From our reading of innovation history these are the recommendations for what’s required to successfully move with the paradigm shift.
Commit with speed and agility
Companies that are able to adapt quickly to changing circumstances are often those that survive or thrive disruption. They are able to pivot their strategies,adjust or find opportunities to their new reality. And they do this by taking a decisive approach that is reviewed regularly as new information becomes available. In The Lean Startup Eric Ries advocates an approach that enables validated learning, where your organisation is able to take small, measured, risks to gain more confidence in the direction of travel. It’s about moving fast but making sure it’s possible to change direction of travel. This is not a time to adopt a ‘wait and see’ attitude, it should be about ensuring you work with organisational agility.
Companies that survive and thrive through disruptions are often those that are willing to embrace innovation and take an entrepreneurial approach to create more value for the people you serve. As Joseph Schumpeter, an Austrian economist and innovator said, “The entrepreneur always searches for change, responds to it, and [treats] it as an opportunity.” Now is the time to take risks and try to stay ahead of the curve.

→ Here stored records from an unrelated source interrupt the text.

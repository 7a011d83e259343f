//! Local override writer for `local.json`.

use std::fs;
use std::path::{MAIN_SEPARATOR, Path, PathBuf};

use crate::error::{StoreError, StoreResult};
use crate::layout::StoreLayout;
use crate::project::OverrideFragment;
use crate::select::ProjectSelector;
use crate::store::ProjectStore;

/// Writes override fragments. Every write replaces the whole file.
#[derive(Debug, Clone)]
pub struct LocalOverrideWriter {
    layout: StoreLayout,
}

impl LocalOverrideWriter {
    pub fn new(layout: StoreLayout) -> Self {
        Self { layout }
    }

    /// Record `local_path` as the codebase location for `project_name`.
    ///
    /// `project_name` must be a single directory name, and that directory must
    /// already exist; it is never created here.
    /// Returns the path of the written file.
    pub fn set_local(&self, project_name: &str, local_path: &str) -> StoreResult<PathBuf> {
        if project_name.is_empty() {
            return Err(StoreError::NoProjectSelected);
        }

        let path = self.layout.override_path(project_name);
        StoreLayout::check_project_name(project_name).map_err(|source| {
            StoreError::WriteFailed {
                path: path.clone(),
                source,
            }
        })?;
        let fragment = OverrideFragment::new(project_name, local_path);
        let mut content = serde_json::to_string_pretty(&fragment).map_err(|err| {
            StoreError::WriteFailed {
                path: path.clone(),
                source: err.into(),
            }
        })?;
        content.push('\n');

        fs::write(&path, content).map_err(|source| StoreError::WriteFailed {
            path: path.clone(),
            source,
        })?;

        tracing::info!(
            project = %project_name,
            local_path = %local_path,
            path = %path.display(),
            "local config file created"
        );
        Ok(path)
    }

    /// Record the process working directory for a project picked through
    /// `selector`. Returns the chosen project and the written path.
    pub fn set_local_from_working_directory(
        &self,
        store: &ProjectStore,
        selector: &mut dyn ProjectSelector,
    ) -> StoreResult<(String, PathBuf)> {
        let cwd = std::env::current_dir()
            .map_err(|source| StoreError::WorkingDirectoryUnavailable { source })?;
        self.set_local_from_dir(&cwd, store, selector)
    }

    /// Like [`Self::set_local_from_working_directory`] with an explicit directory.
    pub fn set_local_from_dir(
        &self,
        dir: &Path,
        store: &ProjectStore,
        selector: &mut dyn ProjectSelector,
    ) -> StoreResult<(String, PathBuf)> {
        let local_path = with_trailing_separator(dir);
        let project = store.select_project(selector)?;
        let written = self.set_local(&project, &local_path)?;
        Ok((project, written))
    }
}

fn with_trailing_separator(dir: &Path) -> String {
    let mut path = dir.to_string_lossy().into_owned();
    if !path.ends_with(MAIN_SEPARATOR) {
        path.push(MAIN_SEPARATOR);
    }
    path
}
//! Fragment and merged configuration types.
//!
//! Key names follow the shared configuration repository, which predates this
//! tool and uses lowercase, hyphenated keys.

use std::fmt;

use serde::{Deserialize, Serialize};

/// Image dimensions, stored as a two-element `[width, height]` array.
#[derive(Debug, Clone, Copy, Default, PartialEq, Eq, Serialize, Deserialize)]
pub struct ImageSize(pub u32, pub u32);

impl ImageSize {
    pub fn width(&self) -> u32 {
        self.0
    }

    pub fn height(&self) -> u32 {
        self.1
    }
}

impl fmt::Display for ImageSize {
    fn fmt(&self, f: &mut fmt::Formatter<'_>) -> fmt::Result {
        write!(f, "{} x {}", self.0, self.1)
    }
}

impl From<(u32, u32)> for ImageSize {
    fn from((width, height): (u32, u32)) -> Self {
        Self(width, height)
    }
}

/// The checked-in `project.json` for one project.
///
/// Missing keys fall back to their defaults; a key holding the wrong JSON type
/// is a parse error.
#[derive(Debug, Clone, Default, PartialEq, Eq, Deserialize)]
#[serde(default)]
pub struct SharedFragment {
    #[serde(rename = "projectname")]
    pub project_name: String,
    #[serde(rename = "kinstausername")]
    pub host_user_name: String,
    #[serde(rename = "kinstaip")]
    pub host_address: String,
    #[serde(rename = "kinstaport-staging")]
    pub host_port_staging: String,
    #[serde(rename = "kinstaport-live")]
    pub host_port_live: String,
    #[serde(rename = "themename")]
    pub theme_name: String,
    #[serde(rename = "imagesize-facade")]
    pub image_size_facade: ImageSize,
    #[serde(rename = "imagesize-floorplan")]
    pub image_size_floorplan: ImageSize,
    #[serde(rename = "imagesize-lot")]
    pub image_size_lot: ImageSize,
    #[serde(rename = "integrator")]
    pub integrator_enabled: bool,
    #[serde(rename = "integratorurl-staging")]
    pub integrator_url_staging: String,
    #[serde(rename = "integratorurl-live")]
    pub integrator_url_live: String,
}

/// The user-local `local.json` for one project.
///
/// Every field is optional on read so that a partially written or extended
/// override still merges.
#[derive(Debug, Clone, Default, PartialEq, Eq, Serialize, Deserialize)]
pub struct OverrideFragment {
    #[serde(
        rename = "projectname",
        default,
        skip_serializing_if = "Option::is_none"
    )]
    pub project_name: Option<String>,
    #[serde(rename = "localpath", default, skip_serializing_if = "Option::is_none")]
    pub local_path: Option<String>,
}

impl OverrideFragment {
    pub fn new(project_name: impl Into<String>, local_path: impl Into<String>) -> Self {
        Self {
            project_name: Some(project_name.into()),
            local_path: Some(local_path.into()),
        }
    }
}

/// Merged view of a project: the shared fragment with its override applied.
#[derive(Debug, Clone, Default, PartialEq, Eq, Serialize)]
pub struct ProjectConfig {
    #[serde(rename = "projectname")]
    pub project_name: String,
    #[serde(rename = "kinstausername")]
    pub host_user_name: String,
    #[serde(rename = "kinstaip")]
    pub host_address: String,
    #[serde(rename = "kinstaport-staging")]
    pub host_port_staging: String,
    #[serde(rename = "kinstaport-live")]
    pub host_port_live: String,
    #[serde(rename = "themename")]
    pub theme_name: String,
    #[serde(rename = "imagesize-facade")]
    pub image_size_facade: ImageSize,
    #[serde(rename = "imagesize-floorplan")]
    pub image_size_floorplan: ImageSize,
    #[serde(rename = "imagesize-lot")]
    pub image_size_lot: ImageSize,
    #[serde(rename = "integrator")]
    pub integrator_enabled: bool,
    #[serde(rename = "integratorurl-staging")]
    pub integrator_url_staging: String,
    #[serde(rename = "integratorurl-live")]
    pub integrator_url_live: String,
    /// Path to the developer's local checkout; empty until an override exists.
    #[serde(rename = "localpath")]
    pub local_path: String,
}

impl From<SharedFragment> for ProjectConfig {
    fn from(shared: SharedFragment) -> Self {
        Self {
            project_name: shared.project_name,
            host_user_name: shared.host_user_name,
            host_address: shared.host_address,
            host_port_staging: shared.host_port_staging,
            host_port_live: shared.host_port_live,
            theme_name: shared.theme_name,
            image_size_facade: shared.image_size_facade,
            image_size_floorplan: shared.image_size_floorplan,
            image_size_lot: shared.image_size_lot,
            integrator_enabled: shared.integrator_enabled,
            integrator_url_staging: shared.integrator_url_staging,
            integrator_url_live: shared.integrator_url_live,
            local_path: String::new(),
        }
    }
}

Stay deeply customer focused
Successful companies prioritise their customers’ needs and preferences. They listen to feedback, empathise with them and unearth insights to improve their products services, business models or organisations. In The Corporate Startup - which is as applicable to charities and nonprofit sector, Tendayi Viki, Dan Toma and Esther Gons talk about how success is achieved when a company designs for the needs of their customers, not the needs of the company. This is still true at big moments of change. Understanding the shifting needs, problems and behaviours of customers is essential to move with this change.
Talent management and capability building
Companies that are able to attract and retain the best people are often those that thrive through disruptions. This is a pretty obvious thing to say: who doesn’t want the best people in their companies? But sometimes the obvious things are worth repeating. Richard Rumelt in Good Strategy/Bad Strategy talks endlessly about good strategy being easy to think up but hard to execute. This is an example. Investing in employees’ development and creating a culture that fosters innovation and creativity is hard, but it’ll pay dividends in the face of disruption.
A company who got this right was Intel. Twice. First with moving out from DRAM. Then - and even more impressively - when they brought out the Celeron chip, a cheap product that was ideal for the low-end PCs that were new at the time. Within a year it had captured thirty-five per cent of the market. They deliberately disrupted themselves with a cheaper product that solved a specific problem at a lower price. They embraced innovation, put their customers at the centre of their thinking and moved quickly with their teams to change their business model.
All of the above is to take a very defensive view of the situation. That’s not unreasonable. Kodak, Blockbuster, Pan-am, Borders and Tower Records would have all been smart to have taken a defensive view when their worlds were being disrupted. But It’s ignoring the positives that come from the “creative destruction” of paradigm shifts that Joseph Schumpeter bangs on about. The potential of Large Language Models is almost unfathomable. They could allow humans to unlock new ideas, communicate in different ways and experience art and audio we’ve never dreamed of. Yuval Noah Harari, author of Sapiens, sums it up nicely, ‘If we think about art as a kind of playing on the human emotional keyboard, then I think AI will very soon revolutionise art completely.’ We’ll be talking about this in a future article.